WORK INSTRUCTION: Retype the listing below exactly, beginning at the line that contains "Controller::start(broker, &config, &args.snapshot_path).await?;" and ending with its last line.

THE INPUT:
//! Thread-safe TTL-keyed set of consumer addresses.
//!
//! Active-sweeper variant (spec's option 2): a background task wakes every
//! `check_period` and prunes expired entries; `list()` simply returns
//! whatever remains. Chosen over the lazy/amortized variants because it
//! gives membership shrinkage a latency bound independent of how often
//! `list()` happens to be called — the dispatcher's tick period and the
//! sweeper's check period are otherwise unrelated.

use parking_lot::Mutex;
use std::collections::HashMap;
use std::sync::Arc;
use std::time::{Duration, Instant};
use tokio::sync::watch;
use tokio::task::JoinHandle;

pub struct MembershipSet {
    entries: Mutex<HashMap<String, Instant>>,
    ttl: Duration,
    sweeper: Mutex<Option<(watch::Sender<bool>, JoinHandle<()>)>>,
}

impl MembershipSet {
    pub fn new(ttl: Duration) -> Arc<Self> {
        Arc::new(Self {
            entries: Mutex::new(HashMap::new()),
            ttl,
            sweeper: Mutex::new(None),
        })
    }

    /// Upserts `addr`, always refreshing its expiry to `now + ttl`.
    pub fn join(&self, addr: impl Into<String>) {
        self.entries
            .lock()
            .insert(addr.into(), Instant::now() + self.ttl);
    }

    /// Removes `addr` if present; silent on absence.
    pub fn leave(&self, addr: &str) {
        self.entries.lock().remove(addr);
    }

    /// Returns every address whose expiry is strictly in the future.
    pub fn list(&self) -> Vec<String> {
        let now = Instant::now();
        self.entries
            .lock()
            .iter()
            .filter(|(_, expiry)| **expiry > now)
            .map(|(addr, _)| addr.clone())
            .collect()
    }

    pub fn len(&self) -> usize {
        self.list().len()
    }

    pub fn is_empty(&self) -> bool {
        self.len() == 0
    }
}

/// Starts (or is a no-op if already running) the background sweeper that
/// removes expired entries every `check_period`.
pub fn start_sweeper(set: &Arc<MembershipSet>, check_period: Duration) {
    let mut guard = set.sweeper.lock();
    if guard.is_some() {
        return;
    }
    let (tx, mut rx) = watch::channel(false);
    let set = Arc::clone(set);
    let handle = tokio::spawn(async move {
        let mut interval = tokio::time::interval(check_period);
        loop {
            tokio::select! {
                _ = interval.tick() => {
                    let now = Instant::now();
                    set.entries.lock().retain(|_, expiry| *expiry > now);
                }
                _ = rx.changed() => {
                    return;
                }
            }
        }
    });
    *guard = Some((tx, handle));
}

/// Stops the sweeper, blocking until its task has observed the stop signal
/// and exited. Safe to call repeatedly.
pub async fn stop_sweeper(set: &Arc<MembershipSet>) {
    let stopped = set.sweeper.lock().take();
    if let Some((tx, handle)) = stopped {
        let _ = tx.send(true);
        let _ = handle.await;
    }
}
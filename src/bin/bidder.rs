//! A bidder process: announces itself, logs every dispatched workload
//! fragment it receives, and runs until interrupted.

use clap::Parser;
use pacer::bidder::Bidder;
use pacer::config::Config;
use pacer::Result;
use std::sync::Arc;

#[derive(Parser, Debug)]
#[command(author, version, about = "Budget-pacing bidder", long_about = None)]
struct Args {
    /// Set the verbosity level.
    #[arg(short, long, default_value = "info")]
    verbosity: String,

    /// Broker connection URL, overriding PACER_BROKER_URL.
    #[arg(long)]
    broker_url: Option<String>,
}

#[tokio::main]
async fn main() -> Result<()> {
    let args = Args::parse();

    use tracing_subscriber::{fmt, EnvFilter};
    fmt().with_env_filter(EnvFilter::new(&args.verbosity)).init();

    let mut config = Config::from_env();
    if let Some(url) = args.broker_url {
        config.broker_url = url;
    }

    let broker = connect_broker(&config.broker_url).await?;
    let bidder = Bidder::start(broker, &config, |fragments| {
        tracing::info!(line_items = fragments.len(), "received workload fragment");
    })
    .await?;
    tracing::info!(address = bidder.address(), "bidder announcing");

    tokio::signal::ctrl_c().await.map_err(pacer::Error::Io)?;
    tracing::info!("shutdown signal received");
    bidder.stop().await;
    Ok(())
}

#[cfg(feature = "broker-nats")]
async fn connect_broker(url: &str) -> Result<Arc<dyn pacer::broker::Broker>> {
    let broker = pacer::broker::NatsBroker::connect(url).await?;
    Ok(Arc::new(broker))
}

#[cfg(not(feature = "broker-nats"))]
async fn connect_broker(_url: &str) -> Result<Arc<dyn pacer::broker::Broker>> {
    tracing::warn!("broker-nats feature disabled, falling back to an in-process broker");
    Ok(Arc::new(pacer::broker::InMemoryBroker::new()))
}
//! The controller process: loads a line-item snapshot and dispatches
//! per-minute workload fragments to the announcing bidder fleet until
//! interrupted.

use clap::Parser;
use pacer::config::Config;
use pacer::controller::Controller;
use pacer::Result;
use std::path::PathBuf;
use std::sync::Arc;

#[derive(Parser, Debug)]
#[command(author, version, about = "Budget-pacing controller", long_about = None)]
struct Args {
    /// Path to the newline-delimited JSON line-item snapshot to load.
    snapshot_path: PathBuf,

    /// Set the verbosity level.
    #[arg(short, long, default_value = "info")]
    verbosity: String,

    /// Broker connection URL, overriding PACER_BROKER_URL.
    #[arg(long)]
    broker_url: Option<String>,
}

#[tokio::main]
async fn main() -> Result<()> {
    let args = Args::parse();

    use tracing_subscriber::{fmt, EnvFilter};
    fmt().with_env_filter(EnvFilter::new(&args.verbosity)).init();

    let mut config = Config::from_env();
    if let Some(url) = args.broker_url {
        config.broker_url = url;
    }

    tracing::info!(snapshot_path = %args.snapshot_path.display(), "starting controller");

    let broker = connect_broker(&config.broker_url).await?;
    let controller = Controller::start(broker, &config, &args.snapshot_path).await?;

    tokio::signal::ctrl_c()
        .await
        .map_err(pacer::Error::Io)?;
    tracing::info!("shutdown signal received");
    controller.shutdown().await;
    Ok(())
}

#[cfg(feature = "broker-nats")]
async fn connect_broker(url: &str) -> Result<Arc<dyn pacer::broker::Broker>> {
    let broker = pacer::broker::NatsBroker::connect(url).await?;
    Ok(Arc::new(broker))
}

#[cfg(not(feature = "broker-nats"))]
async fn connect_broker(_url: &str) -> Result<Arc<dyn pacer::broker::Broker>> {
    tracing::warn!("broker-nats feature disabled, falling back to an in-process broker");
    Ok(Arc::new(pacer::broker::InMemoryBroker::new()))
}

OUTPUT OF THE TASK:
    let controller = Controller::start(broker, &config, &args.snapshot_path).await?;

    tokio::signal::ctrl_c()
        .await
        .map_err(pacer::Error::Io)?;
    tracing::info!("shutdown signal received");
    controller.shutdown().await;
    Ok(())
}

#[cfg(feature = "broker-nats")]
async fn connect_broker(url: &str) -> Result<Arc<dyn pacer::broker::Broker>> {
    let broker = pacer::broker::NatsBroker::connect(url).await?;
    Ok(Arc::new(broker))
}

#[cfg(not(feature = "broker-nats"))]
async fn connect_broker(_url: &str) -> Result<Arc<dyn pacer::broker::Broker>> {
    tracing::warn!("broker-nats feature disabled, falling back to an in-process broker");
    Ok(Arc::new(pacer::broker::InMemoryBroker::new()))
}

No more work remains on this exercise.